The article(4), as written was interesting. I found what was not written even more interesting. I suggest that the article should have been titled “Outside Auditors, MTA Spending Good Money After Bad. What is it that the LACMTA didn't understand about the four (4) internal audits which faulted the “M3 project”? It appears that they are “auditor shopping”, i.e., attempting to find someone who agrees that they are blameless and to assist in a damage control whitewash.
The issue would have been made clearer by an inclusion of more of the detail from the four audits. Perhaps, the reporter should have been supported by someone with an IT (Information Technology) background so that the article could better detail some of the problems which were glossed over with “Workers complain that the new software ...”. All readers can understand examples of “botching simple math”.
It is incredible to read that Mr. Brumbaugh, after spending almost $30 million, would say “Every day we are resolving issues [read problems] as they come about”. The very fact that they are encountering daily issues is indicative that the software is laced with bugs. Even more worrisome is the knowledge that these bugs are the “low hanging fruit”, i.e., fairly easy to find and fix, while the more subtle bugs may require a long time to identify, IF they are ever found.

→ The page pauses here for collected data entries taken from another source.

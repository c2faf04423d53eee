// Attribution of profiled calls to shaders and debug-group instances
//
// Single forward scan. Every sample counts towards its shader and its narrowest
// enclosing marker; a marker's own timer is credited to a shader at most once.

use super::policy::AppTimerPolicy;
use super::profile::{ProfileHeader, ProfileSample};
use crate::call_log::{ProgramId, ProgramLabels};
use crate::markers::{locate_index, MarkerId, MarkerInstance, MarkerTiming};
use std::borrow::Cow;
use std::collections::{HashMap, HashSet};

/// Pseudo-shader name for program 0 (clears and other fixed-function work)
pub const FIXED_FUNCTION_SHADER: &str = "[Fixed Function / Clear]";

/// Resolve a program id to a shader name
///
/// Unlabelled programs fall back to their numeric id.
///
/// # Example
/// ```
/// use glscope::attribution::{shader_name, FIXED_FUNCTION_SHADER};
/// use glscope::call_log::ProgramLabels;
///
/// let mut labels = ProgramLabels::new();
/// labels.insert(3, "shaders/sky.frag");
/// assert_eq!(shader_name(0, &labels), FIXED_FUNCTION_SHADER);
/// assert_eq!(shader_name(3, &labels), "shaders/sky.frag");
/// assert_eq!(shader_name(9, &labels), "9");
/// ```
pub fn shader_name(program: ProgramId, labels: &ProgramLabels) -> Cow<'_, str> {
    if program == 0 {
        return Cow::Borrowed(FIXED_FUNCTION_SHADER);
    }
    match labels.get(program) {
        Some(label) => Cow::Borrowed(label),
        None => Cow::Owned(program.to_string()),
    }
}

/// Accumulated statistics for one shader
#[derive(Debug, Clone, Default, PartialEq, Eq)]
pub struct ShaderStat {
    /// Profiled calls issued with this shader bound
    pub draws: u64,
    /// Driver-reported GPU time (ns)
    pub gpu_time: u64,
    /// Own-timer durations of markers credited to this shader (ns)
    pub app_timer: u64,
    /// Markers already credited to `app_timer`
    pub seen_markers: HashSet<MarkerId>,
}

/// Per-shader statistics in first-seen order
#[derive(Debug, Clone, Default)]
pub struct ShaderStats {
    index: HashMap<String, usize>,
    entries: Vec<(String, ShaderStat)>,
}

impl ShaderStats {
    pub fn new() -> Self {
        Self::default()
    }

    pub fn get(&self, name: &str) -> Option<&ShaderStat> {
        self.index.get(name).map(|&i| &self.entries[i].1)
    }

    /// Stat for `name`, created on first use
    pub fn entry_mut(&mut self, name: &str) -> &mut ShaderStat {
        let i = match self.index.get(name) {
            Some(&i) => i,
            None => {
                let i = self.entries.len();
                self.entries.push((name.to_string(), ShaderStat::default()));
                self.index.insert(name.to_string(), i);
                i
            }
        };
        &mut self.entries[i].1
    }

    pub fn len(&self) -> usize {
        self.entries.len()
    }

    pub fn is_empty(&self) -> bool {
        self.entries.is_empty()
    }

    pub fn iter(&self) -> impl Iterator<Item = (&str, &ShaderStat)> {
        self.entries.iter().map(|(name, stat)| (name.as_str(), stat))
    }
}

/// Row counters for one profiling pass
#[derive(Debug, Clone, Copy, Default, PartialEq, Eq)]
pub struct RowCounts {
    /// Rows attributed to a shader
    pub attributed: u64,
    /// Tagged rows dropped as short or malformed
    pub skipped: u64,
}

/// Streaming attribution over one profiling pass
pub struct AttributionEngine<'a, P> {
    labels: &'a ProgramLabels,
    markers: &'a mut [MarkerInstance],
    stats: &'a mut ShaderStats,
    policy: P,
    rows: RowCounts,
}

impl<'a, P: AppTimerPolicy> AttributionEngine<'a, P> {
    pub fn new(
        labels: &'a ProgramLabels,
        markers: &'a mut [MarkerInstance],
        stats: &'a mut ShaderStats,
        policy: P,
    ) -> Self {
        Self {
            labels,
            markers,
            stats,
            policy,
            rows: RowCounts::default(),
        }
    }

    /// Attribute one profiled call
    pub fn observe(&mut self, sample: ProfileSample) {
        let labels = self.labels;
        let name = shader_name(sample.program, labels);
        let gpu = sample.gpu_duration_ns;

        let stat = self.stats.entry_mut(&name);
        stat.draws += 1;
        stat.gpu_time = stat.gpu_time.saturating_add(gpu);
        self.rows.attributed += 1;

        let Some(i) = locate_index(sample.call, self.markers) else {
            return;
        };
        let marker = &mut self.markers[i];
        marker.calls += 1;
        marker.gpu_time = marker.gpu_time.saturating_add(gpu);

        if let MarkerTiming::Measured(duration) = marker.timing {
            if duration > 0
                && !stat.seen_markers.contains(&marker.id)
                && self.policy.attributes(&name, marker)
            {
                stat.app_timer = stat.app_timer.saturating_add(duration);
                stat.seen_markers.insert(marker.id);
            }
        }
    }

    /// Parse and attribute one profiling line; non-row lines are ignored
    pub fn observe_line(&mut self, header: &ProfileHeader, line: &str) {
        match header.parse_row(line) {
            Some(sample) => self.observe(sample),
            None if line.starts_with(super::profile::ROW_TAG) => {
                tracing::trace!(line, "skipping malformed profiling row");
                self.rows.skipped += 1;
            }
            None => {}
        }
    }

    pub fn finish(self) -> RowCounts {
        tracing::debug!(
            attributed = self.rows.attributed,
            skipped = self.rows.skipped,
            shaders = self.stats.len(),
            "profiling pass complete"
        );
        self.rows
    }
}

Readers should be told what Spear Technologies has to say about what are apparently daily failures of their software. If I were to make a recommendation to LACMTA it would be to hire IBM to come in and conduct a “lightning review” of the project and come up with recommendations for going forward. This will result in an action plan and could result in Spear Technologies making refunds and/or cease billings until their product performs as specified. Spear Technologies web site touts their 3i product. I suspect that if and when the bespoke M3 project becomes a product, it will appear as Spear Technologies' 3M. If I am correct, LACMTA is funding a large portion of the development costs for that future product. Mr. Bernsdorf is correct, and likely was forced to retire when he stated that “M3's programming code was not being sufficiently tested ...” Daily bugs are proof of his assertion. Such a software product should still be in a laboratory undergoing systems test rather than being deployed into an organization where frequently its left hand doesn't know what its right hand is doing.
I firmly believe that the Los Angels Times should undertake an investigative series targeting the LACMTA as it did for King-Drew. This is a money wasting agency and Ms Lui's article AGAIN proves that point and shows that the LACMTA will spend money, good after bad!
Speaking of letters, here is the one I wrote to the Daily News last week. They wanted to edit it down to 125 words, so I asked them to do it for me and reference the Mole's blog so you could see the unedited letter. Here it is.
Re: Bartholomew, Dana, “Coach travel lures drivers” Daily News 27 Apr. 2006:
The piece(3) discusses the current Orange Line “ridership” which now approaches the 21,000 mark,[daily? Weekdays?] not projected until 2020. Where do these numbers come from?
Neither the LACMTA nor the reporter will publish the estimating technique(s) that are used by the LACMTA.
As I have repeatedly pointed out in my Blog, the Orange Line drivers do not maintain exact count as do drivers on all other lines. To me, Orange Line success would be signaled by an increase in fare collections system wide with a corresponding increase in fare collection for the Valley sector. I maintain that a certain percentage of Orange Line riders are those who rode the Ventura Bl Rapid Line, number 750, or other Valley lines which suffered cutbacks and now use the Orange Line.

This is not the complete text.